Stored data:
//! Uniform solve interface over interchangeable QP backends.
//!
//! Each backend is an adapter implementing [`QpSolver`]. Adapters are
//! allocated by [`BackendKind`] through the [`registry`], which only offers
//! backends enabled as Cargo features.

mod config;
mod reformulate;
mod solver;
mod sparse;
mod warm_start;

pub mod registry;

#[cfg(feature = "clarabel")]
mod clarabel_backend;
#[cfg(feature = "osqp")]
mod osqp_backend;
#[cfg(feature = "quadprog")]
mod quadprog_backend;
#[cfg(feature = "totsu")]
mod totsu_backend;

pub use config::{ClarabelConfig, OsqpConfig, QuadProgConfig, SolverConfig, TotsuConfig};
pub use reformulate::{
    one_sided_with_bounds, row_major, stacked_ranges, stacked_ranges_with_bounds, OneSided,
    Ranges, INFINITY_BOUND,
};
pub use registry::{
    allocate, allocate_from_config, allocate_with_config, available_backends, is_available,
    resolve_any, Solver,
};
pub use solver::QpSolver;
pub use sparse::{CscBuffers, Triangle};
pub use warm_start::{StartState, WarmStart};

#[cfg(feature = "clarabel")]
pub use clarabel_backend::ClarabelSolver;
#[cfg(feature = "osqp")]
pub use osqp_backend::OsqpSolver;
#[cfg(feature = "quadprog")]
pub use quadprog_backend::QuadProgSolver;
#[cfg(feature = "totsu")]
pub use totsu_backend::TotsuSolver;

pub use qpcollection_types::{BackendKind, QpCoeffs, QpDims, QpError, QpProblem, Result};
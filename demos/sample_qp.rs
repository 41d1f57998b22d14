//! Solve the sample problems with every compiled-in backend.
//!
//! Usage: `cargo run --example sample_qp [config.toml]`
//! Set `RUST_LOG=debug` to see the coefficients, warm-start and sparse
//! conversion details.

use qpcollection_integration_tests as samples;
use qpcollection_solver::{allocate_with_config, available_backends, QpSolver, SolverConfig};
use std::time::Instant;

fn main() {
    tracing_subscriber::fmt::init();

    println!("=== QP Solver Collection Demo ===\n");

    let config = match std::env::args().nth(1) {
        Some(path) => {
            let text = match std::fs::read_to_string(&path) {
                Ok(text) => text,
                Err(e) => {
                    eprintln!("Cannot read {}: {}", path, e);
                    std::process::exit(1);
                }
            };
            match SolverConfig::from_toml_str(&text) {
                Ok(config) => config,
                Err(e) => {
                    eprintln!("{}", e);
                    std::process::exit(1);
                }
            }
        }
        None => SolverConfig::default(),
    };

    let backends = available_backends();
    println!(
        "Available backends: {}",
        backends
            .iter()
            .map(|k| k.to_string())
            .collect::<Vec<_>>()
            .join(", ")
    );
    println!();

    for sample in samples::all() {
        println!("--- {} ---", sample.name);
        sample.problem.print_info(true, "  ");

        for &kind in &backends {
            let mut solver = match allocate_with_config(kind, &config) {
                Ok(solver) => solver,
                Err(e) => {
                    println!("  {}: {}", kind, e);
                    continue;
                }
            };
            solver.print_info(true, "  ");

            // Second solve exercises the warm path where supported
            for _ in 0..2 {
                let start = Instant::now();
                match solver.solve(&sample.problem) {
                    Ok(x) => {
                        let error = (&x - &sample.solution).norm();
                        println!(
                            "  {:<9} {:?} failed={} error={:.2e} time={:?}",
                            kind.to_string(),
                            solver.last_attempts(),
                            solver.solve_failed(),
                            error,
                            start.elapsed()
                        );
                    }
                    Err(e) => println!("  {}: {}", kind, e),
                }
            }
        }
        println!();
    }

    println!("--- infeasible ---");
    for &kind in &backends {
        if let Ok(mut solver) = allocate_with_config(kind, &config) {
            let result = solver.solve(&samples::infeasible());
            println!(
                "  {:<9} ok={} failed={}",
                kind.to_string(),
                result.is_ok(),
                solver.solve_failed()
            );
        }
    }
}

* _WHAT YOU ARE ASKED TO DO_
Write out each line exactly, starting with the line that contains "start.elapsed()" and stopping after the last line of the data.

* _OUTPUT_
                            start.elapsed()
                        );
                    }
                    Err(e) => println!("  {}: {}", kind, e),
                }
            }
        }
        println!();
    }

    println!("--- infeasible ---");
    for &kind in &backends {
        if let Ok(mut solver) = allocate_with_config(kind, &config) {
            let result = solver.solve(&samples::infeasible());
            println!(
                "  {:<9} ok={} failed={}",
                kind.to_string(),
                result.is_ok(),
                solver.solve_failed()
            );
        }
    }
}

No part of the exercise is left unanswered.